'''

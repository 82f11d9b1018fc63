#![allow(dead_code)] // not every test binary uses every helper

use std::sync::atomic::{AtomicUsize, Ordering};
use std::sync::Arc;

use async_trait::async_trait;
use serde_json::{json, Value};
use scout_core::{ScoutError, Tool};

/// Echoes its arguments back and counts invocations.
pub struct EchoTool {
    calls: AtomicUsize,
}

impl EchoTool {
    pub fn new() -> Arc<Self> {
        Arc::new(Self {
            calls: AtomicUsize::new(0),
        })
    }

    pub fn call_count(&self) -> usize {
        self.calls.load(Ordering::SeqCst)
    }
}

#[async_trait]
impl Tool for EchoTool {
    fn name(&self) -> &str {
        "echo"
    }

    fn description(&self) -> &str {
        "Echoes input"
    }

    fn parameters(&self) -> Option<Value> {
        Some(json!({
            "type": "object",
            "properties": {"text": {"type": "string"}},
            "required": ["text"]
        }))
    }

    async fn call(&self, args: Value) -> Result<Value, ScoutError> {
        self.calls.fetch_add(1, Ordering::SeqCst);
        Ok(json!({"echo": args}))
    }
}

/// Fails a configurable number of times before succeeding.
pub struct FlakyTool {
    failures_remaining: AtomicUsize,
    calls: AtomicUsize,
}

impl FlakyTool {
    pub fn new(failures: usize) -> Arc<Self> {
        Arc::new(Self {
            failures_remaining: AtomicUsize::new(failures),
            calls: AtomicUsize::new(0),
        })
    }

    pub fn call_count(&self) -> usize {
        self.calls.load(Ordering::SeqCst)
    }
}

#[async_trait]
impl Tool for FlakyTool {
    fn name(&self) -> &str {
        "flaky"
    }

    fn description(&self) -> &str {
        "Fails before eventually succeeding"
    }

    async fn call(&self, _args: Value) -> Result<Value, ScoutError> {
        self.calls.fetch_add(1, Ordering::SeqCst);
        let remaining = self.failures_remaining.load(Ordering::SeqCst);
        if remaining > 0 {
            self.failures_remaining.store(remaining - 1, Ordering::SeqCst);
            return Err(ScoutError::Tool {
                tool: "flaky".to_string(),
                reason: "transient failure".to_string(),
            });
        }
        Ok(json!({"ok": true}))
    }
}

'''

◆ **Try it**
Every line of the listing should be repeated exactly.

◆ **Answer to the problem**
repository 82f11d9b1018fc63
#![allow(dead_code)] // not every test binary uses every helper

use std::sync::atomic::{AtomicUsize, Ordering};
use std::sync::Arc;

use async_trait::async_trait;
use serde_json::{json, Value};
use scout_core::{ScoutError, Tool};

/// Echoes its arguments back and counts invocations.
pub struct EchoTool {
    calls: AtomicUsize,
}

impl EchoTool {
    pub fn new() -> Arc<Self> {
        Arc::new(Self {
            calls: AtomicUsize::new(0),
        })
    }

    pub fn call_count(&self) -> usize {
        self.calls.load(Ordering::SeqCst)
    }
}

#[async_trait]
impl Tool for EchoTool {
    fn name(&self) -> &str {
        "echo"
    }

    fn description(&self) -> &str {
        "Echoes input"
    }

    fn parameters(&self) -> Option<Value> {
        Some(json!({
            "type": "object",
            "properties": {"text": {"type": "string"}},
            "required": ["text"]
        }))
    }

    async fn call(&self, args: Value) -> Result<Value, ScoutError> {
        self.calls.fetch_add(1, Ordering::SeqCst);
        Ok(json!({"echo": args}))
    }
}

/// Fails a configurable number of times before succeeding.
pub struct FlakyTool {
    failures_remaining: AtomicUsize,
    calls: AtomicUsize,
}

impl FlakyTool {
    pub fn new(failures: usize) -> Arc<Self> {
        Arc::new(Self {
            failures_remaining: AtomicUsize::new(failures),
            calls: AtomicUsize::new(0),
        })
    }

    pub fn call_count(&self) -> usize {
        self.calls.load(Ordering::SeqCst)
    }
}

#[async_trait]
impl Tool for FlakyTool {
    fn name(&self) -> &str {
        "flaky"
    }

    fn description(&self) -> &str {
        "Fails before eventually succeeding"
    }

    async fn call(&self, _args: Value) -> Result<Value, ScoutError> {
        self.calls.fetch_add(1, Ordering::SeqCst);
        let remaining = self.failures_remaining.load(Ordering::SeqCst);
        if remaining > 0 {
            self.failures_remaining.store(remaining - 1, Ordering::SeqCst);
            return Err(ScoutError::Tool {
                tool: "flaky".to_string(),
                reason: "transient failure".to_string(),
            });
        }
        Ok(json!({"ok": true}))
    }
}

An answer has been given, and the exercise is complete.